■ BRIEF
Quote all entries in full, exactly.

(Stored data entries)
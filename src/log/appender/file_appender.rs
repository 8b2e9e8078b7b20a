use crate::log::appender::worker::{flush_via, FileWriteTask, Worker, WorkerMessage};
use crate::log::appender::LogAppender;
use crate::log::config::LogSettings;
use crate::log::error::LogError;
use crate::log::formatter::{BOTTOM_BORDER, LEFT_BORDER, TOP_BORDER};
use crate::log::log_record::LogLevel;
use chrono::{DateTime, Local};
use crossbeam::channel::TrySendError;
use serde::{Deserialize, Serialize};
use smart_default::SmartDefault;
use std::fs::{self, OpenOptions};
use std::io::Write;
use std::path::{Path, PathBuf};
use std::sync::{Arc, Mutex, MutexGuard, PoisonError};

/// FileAppender 配置
#[derive(Debug, Clone, Serialize, Deserialize, SmartDefault, PartialEq)]
#[serde(default)]
pub struct FileAppenderConfig {
    /// 写入队列容量，队列满时新的写入被丢弃并上报
    #[default = 4096]
    pub queue_capacity: usize,
}

/// 文件输出器
///
/// 按天把日志追加到 `<dir>/<MM>-<dd>.txt`。写入由一个后台线程完成，
/// 日志调用方只负责入队，永远不会因为文件 IO 阻塞。
pub struct FileAppender {
    config: FileAppenderConfig,
    console: Arc<dyn LogAppender>,
    worker: Mutex<Option<Worker>>,
}

impl FileAppender {
    /// 创建 FileAppender，失败信息通过 `console` 上报
    pub fn new(config: FileAppenderConfig, console: Arc<dyn LogAppender>) -> Self {
        Self {
            config,
            console,
            worker: Mutex::new(None),
        }
    }

    pub fn config(&self) -> &FileAppenderConfig {
        &self.config
    }

    /// 追加一条日志，失败时上报后继续
    pub fn append(&self, tag: &str, msg: &str, time: &DateTime<Local>, settings: &LogSettings) {
        let task = FileWriteTask {
            target_path: partition_path(&settings.output_dir(), time),
            payload: file_block(tag, msg, time, settings.show_border),
            tag: tag.to_string(),
        };
        let target_path = task.target_path.clone();

        if let Err(e) = self.enqueue(task) {
            report_failure(self.console.as_ref(), tag, &target_path, &e);
        }
    }

    fn enqueue(&self, task: FileWriteTask) -> Result<(), LogError> {
        let mut slot = self.slot();
        if slot.is_none() {
            *slot = Some(Worker::spawn(
                self.config.queue_capacity,
                self.console.clone(),
            )?);
        }

        let path = task.target_path.clone();
        let Some(worker) = slot.as_ref() else {
            return Err(LogError::WorkerGone);
        };
        match worker.try_send(WorkerMessage::Write(task)) {
            Ok(()) => Ok(()),
            Err(TrySendError::Full(_)) => Err(LogError::QueueFull { path }),
            Err(TrySendError::Disconnected(_)) => {
                // 线程异常退出，下次入队时重新创建
                *slot = None;
                Err(LogError::WorkerGone)
            }
        }
    }

    /// 阻塞直到此前入队的写入全部完成
    pub fn flush(&self) -> Result<(), LogError> {
        let sender = self.slot().as_ref().map(Worker::sender);
        match sender {
            Some(sender) => flush_via(sender),
            None => Ok(()),
        }
    }

    /// 处理完剩余写入后停止后台线程，之后的写入会重新启动线程
    pub fn shutdown(&self) -> Result<(), LogError> {
        let worker = self.slot().take();
        match worker {
            Some(worker) => worker.shutdown(),
            None => Ok(()),
        }
    }

    fn slot(&self) -> MutexGuard<'_, Option<Worker>> {
        self.worker.lock().unwrap_or_else(PoisonError::into_inner)
    }
}

/// 日志文件路径：`<dir>/<MM>-<dd>.txt`
pub fn partition_path(dir: &Path, time: &DateTime<Local>) -> PathBuf {
    dir.join(format!("{}.txt", time.format("%m-%d")))
}

/// 追加到文件的完整文本块
///
/// 第一行是 `HH:MM:SS.mmm ` 时间和标签，之后是正文，以空行结束。
pub fn file_block(tag: &str, msg: &str, time: &DateTime<Local>, show_border: bool) -> String {
    let head = format!("{}{}", time.format("%H:%M:%S%.3f "), tag);

    if show_border {
        format!(
            "{}\n{}{}\n{}{}\n\n",
            TOP_BORDER, LEFT_BORDER, head, msg, BOTTOM_BORDER
        )
    } else {
        format!("{}\n{}\n\n", head, msg)
    }
}

/// 确保日志文件存在
///
/// 路径已存在但不是普通文件时返回 [`LogError::NotAFile`]。
pub fn ensure_file(path: &Path) -> Result<(), LogError> {
    if path.exists() {
        if path.is_file() {
            return Ok(());
        }
        return Err(LogError::NotAFile {
            path: path.to_path_buf(),
        });
    }

    if let Some(parent) = path.parent() {
        fs::create_dir_all(parent).map_err(|e| LogError::io(parent, e))?;
    }
    OpenOptions::new()
        .create(true)
        .append(true)
        .open(path)
        .map_err(|e| LogError::io(path, e))?;
    Ok(())
}

pub(crate) fn write_block(path: &Path, payload: &str) -> Result<(), LogError> {
    let mut file = OpenOptions::new()
        .append(true)
        .open(path)
        .map_err(|e| LogError::io(path, e))?;
    file.write_all(payload.as_bytes())
        .map_err(|e| LogError::io(path, e))
}

pub(crate) fn report_failure(console: &dyn LogAppender, tag: &str, path: &Path, err: &LogError) {
    tracing::warn!(path = %path.display(), error = %err, "log file write failed");
    let _ = console.append(
        LogLevel::Error,
        tag,
        &format!("log to {} failed!", path.display()),
    );
}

■ FINAL ANSWER
filename src/log/appender/file_appender.rs
repository 8b2e9e8078b7b20a
use crate::log::appender::worker::{flush_via, FileWriteTask, Worker, WorkerMessage};
use crate::log::appender::LogAppender;
use crate::log::config::LogSettings;
use crate::log::error::LogError;
use crate::log::formatter::{BOTTOM_BORDER, LEFT_BORDER, TOP_BORDER};
use crate::log::log_record::LogLevel;
use chrono::{DateTime, Local};
use crossbeam::channel::TrySendError;
use serde::{Deserialize, Serialize};
use smart_default::SmartDefault;
use std::fs::{self, OpenOptions};
use std::io::Write;
use std::path::{Path, PathBuf};
use std::sync::{Arc, Mutex, MutexGuard, PoisonError};

/// FileAppender 配置
#[derive(Debug, Clone, Serialize, Deserialize, SmartDefault, PartialEq)]
#[serde(default)]
pub struct FileAppenderConfig {
    /// 写入队列容量，队列满时新的写入被丢弃并上报
    #[default = 4096]
    pub queue_capacity: usize,
}

/// 文件输出器
///
/// 按天把日志追加到 `<dir>/<MM>-<dd>.txt`。写入由一个后台线程完成，
/// 日志调用方只负责入队，永远不会因为文件 IO 阻塞。
pub struct FileAppender {
    config: FileAppenderConfig,
    console: Arc<dyn LogAppender>,
    worker: Mutex<Option<Worker>>,
}

impl FileAppender {
    /// 创建 FileAppender，失败信息通过 `console` 上报
    pub fn new(config: FileAppenderConfig, console: Arc<dyn LogAppender>) -> Self {
        Self {
            config,
            console,
            worker: Mutex::new(None),
        }
    }

    pub fn config(&self) -> &FileAppenderConfig {
        &self.config
    }

    /// 追加一条日志，失败时上报后继续
    pub fn append(&self, tag: &str, msg: &str, time: &DateTime<Local>, settings: &LogSettings) {
        let task = FileWriteTask {
            target_path: partition_path(&settings.output_dir(), time),
            payload: file_block(tag, msg, time, settings.show_border),
            tag: tag.to_string(),
        };
        let target_path = task.target_path.clone();

        if let Err(e) = self.enqueue(task) {
            report_failure(self.console.as_ref(), tag, &target_path, &e);
        }
    }

    fn enqueue(&self, task: FileWriteTask) -> Result<(), LogError> {
        let mut slot = self.slot();
        if slot.is_none() {
            *slot = Some(Worker::spawn(
                self.config.queue_capacity,
                self.console.clone(),
            )?);
        }

        let path = task.target_path.clone();
        let Some(worker) = slot.as_ref() else {
            return Err(LogError::WorkerGone);
        };
        match worker.try_send(WorkerMessage::Write(task)) {
            Ok(()) => Ok(()),
            Err(TrySendError::Full(_)) => Err(LogError::QueueFull { path }),
            Err(TrySendError::Disconnected(_)) => {
                // 线程异常退出，下次入队时重新创建
                *slot = None;
                Err(LogError::WorkerGone)
            }
        }
    }

    /// 阻塞直到此前入队的写入全部完成
    pub fn flush(&self) -> Result<(), LogError> {
        let sender = self.slot().as_ref().map(Worker::sender);
        match sender {
            Some(sender) => flush_via(sender),
            None => Ok(()),
        }
    }

    /// 处理完剩余写入后停止后台线程，之后的写入会重新启动线程
    pub fn shutdown(&self) -> Result<(), LogError> {
        let worker = self.slot().take();
        match worker {
            Some(worker) => worker.shutdown(),
            None => Ok(()),
        }
    }

    fn slot(&self) -> MutexGuard<'_, Option<Worker>> {
        self.worker.lock().unwrap_or_else(PoisonError::into_inner)
    }
}

/// 日志文件路径：`<dir>/<MM>-<dd>.txt`
pub fn partition_path(dir: &Path, time: &DateTime<Local>) -> PathBuf {
    dir.join(format!("{}.txt", time.format("%m-%d")))
}

/// 追加到文件的完整文本块
///
/// 第一行是 `HH:MM:SS.mmm ` 时间和标签，之后是正文，以空行结束。
pub fn file_block(tag: &str, msg: &str, time: &DateTime<Local>, show_border: bool) -> String {
    let head = format!("{}{}", time.format("%H:%M:%S%.3f "), tag);

    if show_border {
        format!(
            "{}\n{}{}\n{}{}\n\n",
            TOP_BORDER, LEFT_BORDER, head, msg, BOTTOM_BORDER
        )
    } else {
        format!("{}\n{}\n\n", head, msg)
    }
}

/// 确保日志文件存在
///
/// 路径已存在但不是普通文件时返回 [`LogError::NotAFile`]。
pub fn ensure_file(path: &Path) -> Result<(), LogError> {
    if path.exists() {
        if path.is_file() {
            return Ok(());
        }
        return Err(LogError::NotAFile {
            path: path.to_path_buf(),
        });
    }

    if let Some(parent) = path.parent() {
        fs::create_dir_all(parent).map_err(|e| LogError::io(parent, e))?;
    }
    OpenOptions::new()
        .create(true)
        .append(true)
        .open(path)
        .map_err(|e| LogError::io(path, e))?;
    Ok(())
}

pub(crate) fn write_block(path: &Path, payload: &str) -> Result<(), LogError> {
    let mut file = OpenOptions::new()
        .append(true)
        .open(path)
        .map_err(|e| LogError::io(path, e))?;
    file.write_all(payload.as_bytes())
        .map_err(|e| LogError::io(path, e))
}

pub(crate) fn report_failure(console: &dyn LogAppender, tag: &str, path: &Path, err: &LogError) {
    tracing::warn!(path = %path.display(), error = %err, "log file write failed");
    let _ = console.append(
        LogLevel::Error,
        tag,
        &format!("log to {} failed!", path.display()),
    );
}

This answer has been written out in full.